# Crisis on Infinite Earths, Dec. 8-10



## HarleyRandom (Sep 17, 2015)

"Supergirl" airs at 8 Eastern rather than 9 on Dec. 8. My Roamio said 'Record this episode". So I set it to record. Afterward I have a listing for a behind the scenes special. The same special, or a different one, is listed for 9 Eastern Dec. 10.

"Batwoman" airs at 8 Eastern Dec. 9. I don't have a season pass so I had to tell it to record anyway.

There should be an "Arrow" episode but there's not one listed on Dec. 10. I don't have a season pass for that one.
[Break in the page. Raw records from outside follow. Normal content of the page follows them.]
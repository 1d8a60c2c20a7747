//! JSON request files holding one measurement or a list of them.

use serde::{Deserialize, Serialize};

use crate::dimension::MeasurementRequest;

/// Contents of a request file: one request or a list drawn in order.
#[derive(Debug, Clone, PartialEq, Serialize, Deserialize)]
#[serde(untagged)]
pub enum RequestFile {
    Many(Vec<MeasurementRequest>),
    One(Box<MeasurementRequest>),
}

impl RequestFile {
    pub fn into_requests(self) -> Vec<MeasurementRequest> {
        match self {
            RequestFile::Many(requests) => requests,
            RequestFile::One(request) => vec![*request],
        }
    }
}

/// Parses request JSON. Missing style objects and fields take their defaults.
pub fn parse_requests_json(json: &str) -> std::io::Result<Vec<MeasurementRequest>> {
    let file: RequestFile = serde_json::from_str(json)
        .map_err(|e| std::io::Error::new(std::io::ErrorKind::InvalidData, e))?;
    Ok(file.into_requests())
}

pub fn read_requests_json(path: &str) -> std::io::Result<Vec<MeasurementRequest>> {
    let contents = super::read_to_string(path)?;
    parse_requests_json(&contents)
}

pub fn write_requests_json(path: &str, requests: &[MeasurementRequest]) -> std::io::Result<()> {
    let json = serde_json::to_string_pretty(requests).map_err(std::io::Error::other)?;
    super::write_string(path, &json)
}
"Black Lightning" and "The Flash" air in their usual slots. I'm not certain whether "Black Lightning" is a part of this.


----------



## kdmorse (Jan 29, 2001)

I think "Black Lightning" the show isn't involved. But the main character of Black Lightning will show up in the crossover.
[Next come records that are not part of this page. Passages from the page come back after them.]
//! Styling structures for measurement arrows.
//!
//! Every style implements [`Default`] with the documented drawing defaults and
//! deserializes with `#[serde(default)]`, so partially specified styles are
//! completed before they ever reach the renderer.

use std::convert::Infallible;
use std::fmt;
use std::str::FromStr;

use serde::{Deserialize, Serialize};

/// Default stroke, fill and text color.
pub const DEFAULT_COLOR: &str = "#000000";

fn default_color() -> String {
    DEFAULT_COLOR.to_string()
}

/// Style of the perpendicular guide lines dropped from each measured point.
#[derive(Debug, Clone, PartialEq, Serialize, Deserialize)]
#[serde(default, rename_all = "camelCase")]
pub struct PilarLineStyle {
    /// Length of each guide line.
    pub height: f64,
    pub thickness: f64,
    pub color: String,
}

impl Default for PilarLineStyle {
    fn default() -> Self {
        Self {
            height: 50.0,
            thickness: 1.0,
            color: default_color(),
        }
    }
}

/// Style of the dimension line that carries the arrowheads and label.
#[derive(Debug, Clone, PartialEq, Serialize, Deserialize)]
#[serde(default, rename_all = "camelCase")]
pub struct DistanceLineStyle {
    /// Perpendicular distance between the measured segment and the drawn line.
    pub offset_from_point: f64,
    pub thickness: f64,
    pub color: String,
}

impl Default for DistanceLineStyle {
    fn default() -> Self {
        Self {
            offset_from_point: 0.0,
            thickness: 1.0,
            color: default_color(),
        }
    }
}

/// Row component of a [`TextAnchor`].
#[derive(Debug, Clone, Copy, PartialEq, Eq)]
pub enum AnchorRow {
    Top,
    Middle,
    Bottom,
}

/// Column component of a [`TextAnchor`].
#[derive(Debug, Clone, Copy, PartialEq, Eq)]
pub enum AnchorColumn {
    Left,
    Center,
    Right,
}

/// One of the nine label slots around the dimension line.
///
/// Names outside the nine slots are kept as [`TextAnchor::Unknown`]. They are
/// placed like `middleCenter`, while alignment and baseline still follow the
/// words found in the name.
#[derive(Debug, Clone, PartialEq, Eq, Default, Serialize, Deserialize)]
#[serde(from = "String", into = "String")]
pub enum TextAnchor {
    TopLeft,
    #[default]
    TopCenter,
    TopRight,
    MiddleLeft,
    MiddleCenter,
    MiddleRight,
    BottomLeft,
    BottomCenter,
    BottomRight,
    Unknown(String),
}

impl TextAnchor {
    pub const ALL: [TextAnchor; 9] = [
        TextAnchor::TopLeft,
        TextAnchor::TopCenter,
        TextAnchor::TopRight,
        TextAnchor::MiddleLeft,
        TextAnchor::MiddleCenter,
        TextAnchor::MiddleRight,
        TextAnchor::BottomLeft,
        TextAnchor::BottomCenter,
        TextAnchor::BottomRight,
    ];

    /// Resolves an anchor name such as `"bottomRight"`. Names must match
    /// exactly.
    pub fn parse(name: &str) -> Self {
        match name {
            "topLeft" => TextAnchor::TopLeft,
            "topCenter" => TextAnchor::TopCenter,
            "topRight" => TextAnchor::TopRight,
            "middleLeft" => TextAnchor::MiddleLeft,
            "middleCenter" => TextAnchor::MiddleCenter,
            "middleRight" => TextAnchor::MiddleRight,
            "bottomLeft" => TextAnchor::BottomLeft,
            "bottomCenter" => TextAnchor::BottomCenter,
            "bottomRight" => TextAnchor::BottomRight,
            other => {
                log::debug!("unknown text position {other:?}, placing at middleCenter");
                TextAnchor::Unknown(other.to_string())
            }
        }
    }

    /// The name this anchor was given.
    pub fn name(&self) -> &str {
        match self {
            TextAnchor::TopLeft => "topLeft",
            TextAnchor::TopCenter => "topCenter",
            TextAnchor::TopRight => "topRight",
            TextAnchor::MiddleLeft => "middleLeft",
            TextAnchor::MiddleCenter => "middleCenter",
            TextAnchor::MiddleRight => "middleRight",
            TextAnchor::BottomLeft => "bottomLeft",
            TextAnchor::BottomCenter => "bottomCenter",
            TextAnchor::BottomRight => "bottomRight",
            TextAnchor::Unknown(name) => name,
        }
    }

    pub fn row(&self) -> AnchorRow {
        match self {
            TextAnchor::TopLeft | TextAnchor::TopCenter | TextAnchor::TopRight => AnchorRow::Top,
            TextAnchor::MiddleLeft
            | TextAnchor::MiddleCenter
            | TextAnchor::MiddleRight
            | TextAnchor::Unknown(_) => AnchorRow::Middle,
            TextAnchor::BottomLeft | TextAnchor::BottomCenter | TextAnchor::BottomRight => {
                AnchorRow::Bottom
            }
        }
    }

    pub fn column(&self) -> AnchorColumn {
        match self {
            TextAnchor::TopLeft | TextAnchor::MiddleLeft | TextAnchor::BottomLeft => {
                AnchorColumn::Left
            }
            TextAnchor::TopCenter
            | TextAnchor::MiddleCenter
            | TextAnchor::BottomCenter
            | TextAnchor::Unknown(_) => AnchorColumn::Center,
            TextAnchor::TopRight | TextAnchor::MiddleRight | TextAnchor::BottomRight => {
                AnchorColumn::Right
            }
        }
    }

    /// True when the label hangs from the midpoint without any shift.
    pub fn is_centered(&self) -> bool {
        self.row() == AnchorRow::Middle && self.column() == AnchorColumn::Center
    }
}

impl FromStr for TextAnchor {
    type Err = Infallible;

    fn from_str(s: &str) -> Result<Self, Self::Err> {
        Ok(Self::parse(s))
    }
}

impl From<String> for TextAnchor {
    fn from(s: String) -> Self {
        Self::parse(&s)
    }
}

impl From<TextAnchor> for String {
    fn from(anchor: TextAnchor) -> Self {
        match anchor {
            TextAnchor::Unknown(name) => name,
            other => other.name().to_string(),
        }
    }
}

impl fmt::Display for TextAnchor {
    fn fmt(&self, f: &mut fmt::Formatter<'_>) -> fmt::Result {
        f.write_str(self.name())
    }
}

/// Horizontal placement of the label relative to its anchor.
#[derive(Debug, Clone, Copy, PartialEq, Eq, Default, Serialize, Deserialize)]
#[serde(from = "String", into = "&'static str")]
pub enum TextAlign {
    /// Flush against the anchor, towards the inside of the line.
    #[default]
    Inside,
    /// Pushed away from the line.
    Outside,
    /// Centered on the anchor.
    Center,
}

impl TextAlign {
    /// Resolves an alignment name; anything unrecognized is treated as
    /// [`TextAlign::Inside`].
    pub fn parse(name: &str) -> Self {
        match name {
            "outside" => TextAlign::Outside,
            "center" => TextAlign::Center,
            _ => TextAlign::Inside,
        }
    }

    pub fn as_str(self) -> &'static str {
        match self {
            TextAlign::Inside => "inside",
            TextAlign::Outside => "outside",
            TextAlign::Center => "center",
        }
    }
}

impl FromStr for TextAlign {
    type Err = Infallible;

    fn from_str(s: &str) -> Result<Self, Self::Err> {
        Ok(Self::parse(s))
    }
}

impl From<String> for TextAlign {
    fn from(s: String) -> Self {
        Self::parse(&s)
    }
}

impl From<TextAlign> for &'static str {
    fn from(align: TextAlign) -> Self {
        align.as_str()
    }
}

/// Label style definition.
#[derive(Debug, Clone, PartialEq, Serialize, Deserialize)]
#[serde(default, rename_all = "camelCase")]
pub struct TextStyle {
    pub position: TextAnchor,
    pub color: String,
    /// Font size in surface units; also used as the text height.
    pub size: f64,
    pub offset_x: f64,
    pub offset_y: f64,
    /// Extra rotation in degrees on top of the line angle.
    pub rotation: f64,
    pub align: TextAlign,
    /// Literal label; empty means the measured distance is shown.
    pub text: String,
}

impl Default for TextStyle {
    fn default() -> Self {
        Self {
            position: TextAnchor::TopCenter,
            color: default_color(),
            size: 12.0,
            offset_x: 0.0,
            offset_y: 0.0,
            rotation: 0.0,
            align: TextAlign::Inside,
            text: String::new(),
        }
    }
}

/// Whether the arrowheads sit outside or inside the dimension line ends.
#[derive(Debug, Clone, Copy, PartialEq, Eq, Default, Serialize, Deserialize)]
#[serde(rename_all = "lowercase")]
pub enum ArrowPosition {
    Inside,
    #[default]
    Outside,
}

impl FromStr for ArrowPosition {
    type Err = String;

    fn from_str(s: &str) -> Result<Self, Self::Err> {
        match s {
            "inside" => Ok(ArrowPosition::Inside),
            "outside" => Ok(ArrowPosition::Outside),
            other => Err(format!("unknown arrow position '{other}'")),
        }
    }
}

/// Arrowhead style definition.
#[derive(Debug, Clone, PartialEq, Serialize, Deserialize)]
#[serde(default, rename_all = "camelCase")]
pub struct ArrowStyle {
    pub position: ArrowPosition,
    pub thickness: f64,
    pub color: String,
    /// Closed and filled triangles instead of open wedges.
    pub filled: bool,
}

impl Default for ArrowStyle {
    fn default() -> Self {
        Self {
            position: ArrowPosition::Outside,
            thickness: 1.0,
            color: default_color(),
            filled: false,
        }
    }
}

/// Formats a measured distance as the default label text.
pub fn format_distance(distance: f64) -> String {
    format!("{}px", distance.round() as i64)
}

#[cfg(test)]
mod tests {
    use super::*;

    #[test]
    fn anchor_names_round_trip() {
        for anchor in TextAnchor::ALL {
            assert_eq!(TextAnchor::parse(anchor.name()), anchor);
        }
    }

    #[test]
    fn unknown_anchor_keeps_name_and_centers() {
        let anchor = TextAnchor::parse("aboveLeft");
        assert_eq!(anchor, TextAnchor::Unknown("aboveLeft".into()));
        assert_eq!(anchor.name(), "aboveLeft");
        assert!(anchor.is_centered());
        assert!(TextAnchor::parse("").is_centered());
        assert!(!TextAnchor::TopCenter.is_centered());
    }

    #[test]
    fn anchor_names_match_exactly() {
        assert_eq!(TextAnchor::parse(" topLeft"), TextAnchor::Unknown(" topLeft".into()));
        assert_eq!(TextAnchor::parse("TopLeft"), TextAnchor::Unknown("TopLeft".into()));
        assert_eq!(TextAlign::parse(" outside"), TextAlign::Inside);
        assert!(" inside".parse::<ArrowPosition>().is_err());
    }

    #[test]
    fn unknown_anchor_name_survives_serde() {
        let style: TextStyle = serde_json::from_str(r#"{"position":"sideways"}"#).unwrap();
        let json = serde_json::to_string(&style).unwrap();
        assert!(json.contains(r#""position":"sideways""#));
    }

    #[test]
    fn anchor_rows_and_columns() {
        assert_eq!(TextAnchor::BottomRight.row(), AnchorRow::Bottom);
        assert_eq!(TextAnchor::BottomRight.column(), AnchorColumn::Right);
        assert_eq!(TextAnchor::MiddleLeft.row(), AnchorRow::Middle);
        assert_eq!(TextAnchor::TopCenter.column(), AnchorColumn::Center);
    }

    #[test]
    fn unknown_align_is_inside() {
        assert_eq!(TextAlign::parse("justify"), TextAlign::Inside);
        assert_eq!(TextAlign::parse("outside"), TextAlign::Outside);
    }

    #[test]
    fn defaults_match_documented_values() {
        let text = TextStyle::default();
        assert_eq!(text.position, TextAnchor::TopCenter);
        assert_eq!(text.size, 12.0);
        assert_eq!(text.align, TextAlign::Inside);
        assert!(text.text.is_empty());
        assert_eq!(PilarLineStyle::default().height, 50.0);
        assert_eq!(DistanceLineStyle::default().offset_from_point, 0.0);
        let arrows = ArrowStyle::default();
        assert_eq!(arrows.position, ArrowPosition::Outside);
        assert!(!arrows.filled);
    }

    #[test]
    fn partial_text_style_gets_defaults() {
        let style: TextStyle =
            serde_json::from_str(r#"{"position":"bottomLeft","offsetX":4}"#).unwrap();
        assert_eq!(style.position, TextAnchor::BottomLeft);
        assert_eq!(style.offset_x, 4.0);
        assert_eq!(style.size, 12.0);
        assert_eq!(style.color, DEFAULT_COLOR);
    }

    #[test]
    fn arrow_position_from_str() {
        assert_eq!("inside".parse::<ArrowPosition>(), Ok(ArrowPosition::Inside));
        assert!("sideways".parse::<ArrowPosition>().is_err());
    }

    #[test]
    fn distance_label_rounds() {
        assert_eq!(format_distance(299.5), "300px");
        assert_eq!(format_distance(200.0), "200px");
        assert_eq!(format_distance(0.2), "0px");
    }
}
I'm reading that parts 4 and 5 (Arrow, and Legends of Tomorrow), don't air until January? (I hope that's wrong).

The list I'm seeing says:
Part 1: SuperGirl - Dec 8
Part 2: Batwoman - Dec 9
Part 3: The Flash - Dec 10
Part 4: Arrow - Jan 14
Part 5: Legends of Tomorrow - Jan 14

So I'm assuming they destroy the universe at the end of Part 3, leave us hanging for a month, then fix everything in January.


----------



## longrider (Oct 26, 2017)

The schedule change is interesting as I show all 3 episodes in their normal time slots. The two specials appear to be different to me, the names end with I and II. The Arrow and legends of Tomorrow episodes will be airing on January 14th, I am guessing to tie in with the new season launch of Legends of Tomorrow


----------



## TonyD79 (Jan 4, 2002)

The specials are called Crisis Aftermath I and II so i assume they are different.


----------



## morac (Mar 14, 2003)

The specials are a “talking” show about the crisis episodes. They aren’t directly part of it. 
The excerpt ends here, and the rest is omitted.